• EXERCISE BRIEF:
Consider the records below. How many of their lines include the word "String"? State the number and nothing else.

--

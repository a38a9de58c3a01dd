//! # Part Selectors
//!
//! `sp:SignedParts`, `sp:SignedElements`, `sp:EncryptedParts`,
//! `sp:EncryptedElements` and `sp:ContentEncryptedElements`, already parsed.
//! Element selectors arrive as resolved element paths; XPath evaluation is
//! not part of this model.

use crate::names::{QName, WILDCARD};
use serde::{Deserialize, Serialize};

/// `sp:Header` selector. A missing name matches every header in the namespace.
#[derive(Debug, Clone, PartialEq, Eq, Serialize, Deserialize)]
pub struct HeaderSelector {
    pub name: Option<String>,
    pub namespace: String,
}

impl HeaderSelector {
    pub fn named(namespace: impl Into<String>, name: impl Into<String>) -> Self {
        Self {
            name: Some(name.into()),
            namespace: namespace.into(),
        }
    }

    pub fn any_in(namespace: impl Into<String>) -> Self {
        Self {
            name: None,
            namespace: namespace.into(),
        }
    }

    pub fn qname(&self) -> QName {
        let local = self.name.as_deref().unwrap_or(WILDCARD);
        QName::new(self.namespace.clone(), local)
    }
}

/// `sp:Attachments` selector.
#[derive(Debug, Clone, Copy, Default, PartialEq, Eq, Serialize, Deserialize)]
#[serde(default)]
pub struct AttachmentsSelector {
    /// Protect attachment content only (content signature transform /
    /// content-only encryption) instead of the complete MIME part.
    pub content_only: bool,
}

/// Body, headers and attachments selected by a parts assertion.
#[derive(Debug, Clone, Default, PartialEq, Eq, Serialize, Deserialize)]
#[serde(default)]
pub struct MessageParts {
    pub body: bool,
    pub headers: Vec<HeaderSelector>,
    pub attachments: Option<AttachmentsSelector>,
}

impl MessageParts {
    pub fn body() -> Self {
        Self {
            body: true,
            ..Self::default()
        }
    }

    pub fn with_header(mut self, header: HeaderSelector) -> Self {
        self.headers.push(header);
        self
    }

    pub fn with_attachments(mut self, attachments: AttachmentsSelector) -> Self {
        self.attachments = Some(attachments);
        self
    }
}

/// Resolved path of an element selector, outermost element first.
#[derive(Debug, Clone, PartialEq, Eq, Serialize, Deserialize)]
pub struct ElementPath(pub Vec<QName>);

impl ElementPath {
    pub fn new(path: Vec<QName>) -> Self {
        Self(path)
    }

    /// The element the selector designates.
    pub fn target(&self) -> Option<&QName> {
        self.0.last()
    }
}

/// Every part and element selector that applies to a message.
///
/// `None` means the assertion is absent from the policy; `Some` with an empty
/// selection is still asserted.
#[derive(Debug, Clone, Default, PartialEq, Eq, Serialize, Deserialize)]
#[serde(default)]
pub struct PartSelectors {
    pub signed_parts: Option<MessageParts>,
    pub signed_elements: Option<Vec<ElementPath>>,
    pub encrypted_parts: Option<MessageParts>,
    pub encrypted_elements: Option<Vec<ElementPath>>,
    pub content_encrypted_elements: Option<Vec<ElementPath>>,
}

impl PartSelectors {
    /// Sign and encrypt the SOAP body, the most common selection.
    pub fn body_only() -> Self {
        Self {
            signed_parts: Some(MessageParts::body()),
            encrypted_parts: Some(MessageParts::body()),
            ..Self::default()
        }
    }
}
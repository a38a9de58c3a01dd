//! SecureRegion Catalog
//!
//! Turns the binding's part selectors into the candidate regions for signing
//! and for encryption. Each call computes a fresh list from the same inputs,
//! so a list captured before encryption is planned stays valid afterwards.
//!
//! ## Rules
//!
//! | Selector             | Signed                        | Encrypted                      |
//! |----------------------|-------------------------------|--------------------------------|
//! | Body                 | `soap:Body`, Element          | `soap:Body`, Content           |
//! | Header               | Element, optional             | Element, optional              |
//! | Attachments          | Element (Content if content)  | Element (Content if content)   |
//! | Element path         | last segment, Element         | last segment, Element          |
//! | Content element path | -                             | last segment, Content          |

use crate::domain::entities::ProtectedRegion;
use crate::domain::value_objects::{Granularity, SoapVersion};
use crate::ports::outbound::AssertionSink;
use shared_policy::names::{assertions, ATTACHMENTS_REFERENCE};
use shared_policy::{AsymmetricBinding, ElementPath, MessageParts};

pub struct RegionCatalog<'a> {
    binding: &'a AsymmetricBinding,
    soap_version: SoapVersion,
    sink: &'a dyn AssertionSink,
}

impl<'a> RegionCatalog<'a> {
    pub fn new(
        binding: &'a AsymmetricBinding,
        soap_version: SoapVersion,
        sink: &'a dyn AssertionSink,
    ) -> Self {
        Self {
            binding,
            soap_version,
            sink,
        }
    }

    /// Regions eligible for signing, in selector order.
    pub fn signed_regions(&self) -> Vec<ProtectedRegion> {
        let parts = &self.binding.parts;
        let mut regions = Vec::new();

        if let Some(signed) = &parts.signed_parts {
            self.sink
                .assert(&self.binding.assertion(assertions::SIGNED_PARTS));
            regions.extend(self.part_regions(signed, Granularity::Element));
        }

        if let Some(paths) = &parts.signed_elements {
            self.sink
                .assert(&self.binding.assertion(assertions::SIGNED_ELEMENTS));
            regions.extend(element_regions(paths, Granularity::Element));
        }

        regions
    }

    /// Regions eligible for encryption, in selector order.
    pub fn encrypted_regions(&self) -> Vec<ProtectedRegion> {
        let parts = &self.binding.parts;
        let mut regions = Vec::new();

        if let Some(encrypted) = &parts.encrypted_parts {
            self.sink
                .assert(&self.binding.assertion(assertions::ENCRYPTED_PARTS));
            regions.extend(self.part_regions(encrypted, Granularity::Content));
        }

        if let Some(paths) = &parts.encrypted_elements {
            self.sink
                .assert(&self.binding.assertion(assertions::ENCRYPTED_ELEMENTS));
            regions.extend(element_regions(paths, Granularity::Element));
        }

        if let Some(paths) = &parts.content_encrypted_elements {
            self.sink.assert(
                &self
                    .binding
                    .assertion(assertions::CONTENT_ENCRYPTED_ELEMENTS),
            );
            regions.extend(element_regions(paths, Granularity::Content));
        }

        regions
    }

    fn part_regions(&self, parts: &MessageParts, body: Granularity) -> Vec<ProtectedRegion> {
        let mut regions = Vec::new();

        if parts.body {
            regions.push(ProtectedRegion {
                granularity: body,
                ..ProtectedRegion::element(self.soap_version.body())
            });
        }

        for header in &parts.headers {
            regions.push(ProtectedRegion::element(header.qname()).optional());
        }

        if let Some(attachments) = parts.attachments {
            let granularity = if attachments.content_only {
                Granularity::Content
            } else {
                Granularity::Element
            };
            regions.push(ProtectedRegion::external(ATTACHMENTS_REFERENCE, granularity).optional());
        }

        regions
    }
}

fn element_regions(paths: &[ElementPath], granularity: Granularity) -> Vec<ProtectedRegion> {
    paths
        .iter()
        .filter_map(|path| path.target())
        .map(|name| ProtectedRegion {
            granularity,
            ..ProtectedRegion::element(name.clone())
        })
        .collect()
}
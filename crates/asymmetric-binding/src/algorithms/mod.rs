//! Algorithms module for the asymmetric binding planner
//!
//! Contains:
//! - Action sequencer (ordering rules, staged build)
//! - Token resolver (signature/encryption token fallback chains)
//! - SecureRegion catalog (part selectors to protected regions)
//! - Token directives (key identifiers, token inclusion)

pub mod action_sequencer;
pub mod region_catalog;
pub mod token_directives;
pub mod token_resolver;

pub use action_sequencer::ActionSequencer;
pub use region_catalog::RegionCatalog;
pub use token_directives::{include_token, key_identifier};
pub use token_resolver::TokenResolver;
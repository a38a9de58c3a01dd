//! # Token Policy Model
//!
//! Tokens named by an asymmetric binding, the inclusion and derived-key
//! requirements attached to them, and the wrappers (slots) that hold them.
//!
//! Token kinds form a closed set. Every decision point downstream matches on
//! [`TokenKind`] exhaustively, so adding a kind forces every rule to be
//! revisited.

use crate::names::{assertions, QName};
use serde::{Deserialize, Serialize};

// =============================================================================
// ROLE
// =============================================================================

/// Which side of the exchange is processing the message.
#[derive(Debug, Clone, Copy, PartialEq, Eq, Hash, Serialize, Deserialize)]
pub enum Role {
    /// The initiator of the exchange (client side).
    Requestor,
    /// The recipient of the exchange answering a request (service side).
    Responder,
}

impl Role {
    pub fn is_requestor(self) -> bool {
        matches!(self, Role::Requestor)
    }
}

// =============================================================================
// INCLUSION & DERIVED KEYS
// =============================================================================

/// `sp:IncludeToken` value of a token assertion.
#[derive(Debug, Clone, Copy, PartialEq, Eq, Hash, Serialize, Deserialize, Default)]
pub enum IncludeTokenType {
    #[default]
    Always,
    AlwaysToRecipient,
    AlwaysToInitiator,
    Once,
    Never,
}

impl IncludeTokenType {
    /// Whether the token must travel in the message sent by `role`.
    ///
    /// Messages from the requestor go to the recipient, responses go to the
    /// initiator; `Once` is honoured on the first (requestor) message only.
    pub fn is_required_for(self, role: Role) -> bool {
        match self {
            IncludeTokenType::Never => false,
            IncludeTokenType::Always => true,
            IncludeTokenType::AlwaysToRecipient | IncludeTokenType::Once => role.is_requestor(),
            IncludeTokenType::AlwaysToInitiator => !role.is_requestor(),
        }
    }
}

/// Derived-key requirement of a token assertion.
#[derive(Debug, Clone, Copy, PartialEq, Eq, Hash, Serialize, Deserialize, Default)]
pub enum DerivedKeys {
    #[default]
    None,
    RequireDerivedKeys,
    RequireImpliedDerivedKeys,
}

// =============================================================================
// TOKEN KINDS
// =============================================================================

/// Reference requirements of an `sp:X509Token`.
#[derive(Debug, Clone, Default, PartialEq, Eq, Serialize, Deserialize)]
#[serde(default)]
pub struct X509Token {
    pub require_issuer_serial_reference: bool,
    pub require_key_identifier_reference: bool,
    pub require_thumbprint_reference: bool,
}

/// `sp:IssuedToken`: a token obtained from a security token service.
#[derive(Debug, Clone, Default, PartialEq, Eq, Serialize, Deserialize)]
#[serde(default)]
pub struct IssuedToken {
    /// Address of the issuing service, when the policy names one.
    pub issuer: Option<String>,
    /// Requested token type URI.
    pub token_type: Option<String>,
}

/// SAML assertion version carried by an `sp:SamlToken`.
#[derive(Debug, Clone, Copy, PartialEq, Eq, Hash, Serialize, Deserialize, Default)]
pub enum SamlVersion {
    V11,
    #[default]
    V20,
}

impl SamlVersion {
    /// Element name of the assertion on the wire.
    pub fn assertion_name(self) -> QName {
        match self {
            SamlVersion::V11 => crate::names::saml11_assertion(),
            SamlVersion::V20 => crate::names::saml20_assertion(),
        }
    }
}

/// `sp:SamlToken`.
#[derive(Debug, Clone, Default, PartialEq, Eq, Serialize, Deserialize)]
#[serde(default)]
pub struct SamlToken {
    pub version: SamlVersion,
}

/// The closed set of token kinds an asymmetric binding can name.
#[derive(Debug, Clone, PartialEq, Eq, Serialize, Deserialize)]
pub enum TokenKind {
    X509(X509Token),
    Issued(IssuedToken),
    Saml(SamlToken),
    SecurityContext,
    SecureConversation,
    SpnegoContext,
    Kerberos,
    /// Bare asymmetric key carried as `ds:KeyValue`.
    KeyValue,
    /// Password-based token, the generic symmetric credential.
    Username,
}

impl TokenKind {
    /// Local name of the policy assertion describing this kind.
    pub fn assertion_local_name(&self) -> &'static str {
        match self {
            TokenKind::X509(_) => "X509Token",
            TokenKind::Issued(_) => "IssuedToken",
            TokenKind::Saml(_) => "SamlToken",
            TokenKind::SecurityContext => "SecurityContextToken",
            TokenKind::SecureConversation => "SecureConversationToken",
            TokenKind::SpnegoContext => "SpnegoContextToken",
            TokenKind::Kerberos => "KerberosToken",
            TokenKind::KeyValue => "KeyValueToken",
            TokenKind::Username => "UsernameToken",
        }
    }
}

/// A token assertion together with its inclusion and key-derivation rules.
#[derive(Debug, Clone, PartialEq, Eq, Serialize, Deserialize)]
pub struct Token {
    pub kind: TokenKind,
    #[serde(default)]
    pub inclusion: IncludeTokenType,
    #[serde(default)]
    pub derived_keys: DerivedKeys,
}

impl Token {
    pub fn new(kind: TokenKind) -> Self {
        Self {
            kind,
            inclusion: IncludeTokenType::default(),
            derived_keys: DerivedKeys::default(),
        }
    }

    pub fn x509() -> Self {
        Self::new(TokenKind::X509(X509Token::default()))
    }

    pub fn issued() -> Self {
        Self::new(TokenKind::Issued(IssuedToken::default()))
    }

    pub fn saml(version: SamlVersion) -> Self {
        Self::new(TokenKind::Saml(SamlToken { version }))
    }

    pub fn with_inclusion(mut self, inclusion: IncludeTokenType) -> Self {
        self.inclusion = inclusion;
        self
    }

    pub fn with_derived_keys(mut self, derived_keys: DerivedKeys) -> Self {
        self.derived_keys = derived_keys;
        self
    }

    /// Only an explicit `RequireDerivedKeys` switches actions to their
    /// derived-key variants.
    pub fn requires_derived_keys(&self) -> bool {
        self.derived_keys == DerivedKeys::RequireDerivedKeys
    }

    /// Assertion name of this token in the binding's namespace.
    pub fn assertion_name(&self, binding_namespace: &str) -> QName {
        QName::new(binding_namespace, self.kind.assertion_local_name())
    }
}

// =============================================================================
// WRAPPERS
// =============================================================================

/// The binding slot a token wrapper occupies.
#[derive(Debug, Clone, Copy, PartialEq, Eq, Hash, Serialize, Deserialize)]
pub enum TokenSlot {
    InitiatorToken,
    InitiatorSignatureToken,
    InitiatorEncryptionToken,
    RecipientToken,
    RecipientSignatureToken,
    RecipientEncryptionToken,
}

impl TokenSlot {
    pub fn assertion_local_name(self) -> &'static str {
        match self {
            TokenSlot::InitiatorToken => assertions::INITIATOR_TOKEN,
            TokenSlot::InitiatorSignatureToken => assertions::INITIATOR_SIGNATURE_TOKEN,
            TokenSlot::InitiatorEncryptionToken => assertions::INITIATOR_ENCRYPTION_TOKEN,
            TokenSlot::RecipientToken => assertions::RECIPIENT_TOKEN,
            TokenSlot::RecipientSignatureToken => assertions::RECIPIENT_SIGNATURE_TOKEN,
            TokenSlot::RecipientEncryptionToken => assertions::RECIPIENT_ENCRYPTION_TOKEN,
        }
    }
}

/// A token held in one of the binding's wrapper slots.
#[derive(Debug, Clone, PartialEq, Eq, Serialize, Deserialize)]
pub struct TokenWrapper {
    pub slot: TokenSlot,
    pub token: Token,
}

impl TokenWrapper {
    pub fn new(slot: TokenSlot, token: Token) -> Self {
        Self { slot, token }
    }

    pub fn assertion_name(&self, binding_namespace: &str) -> QName {
        QName::new(binding_namespace, self.slot.assertion_local_name())
    }
}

--

• FINISHED EXERCISE:
6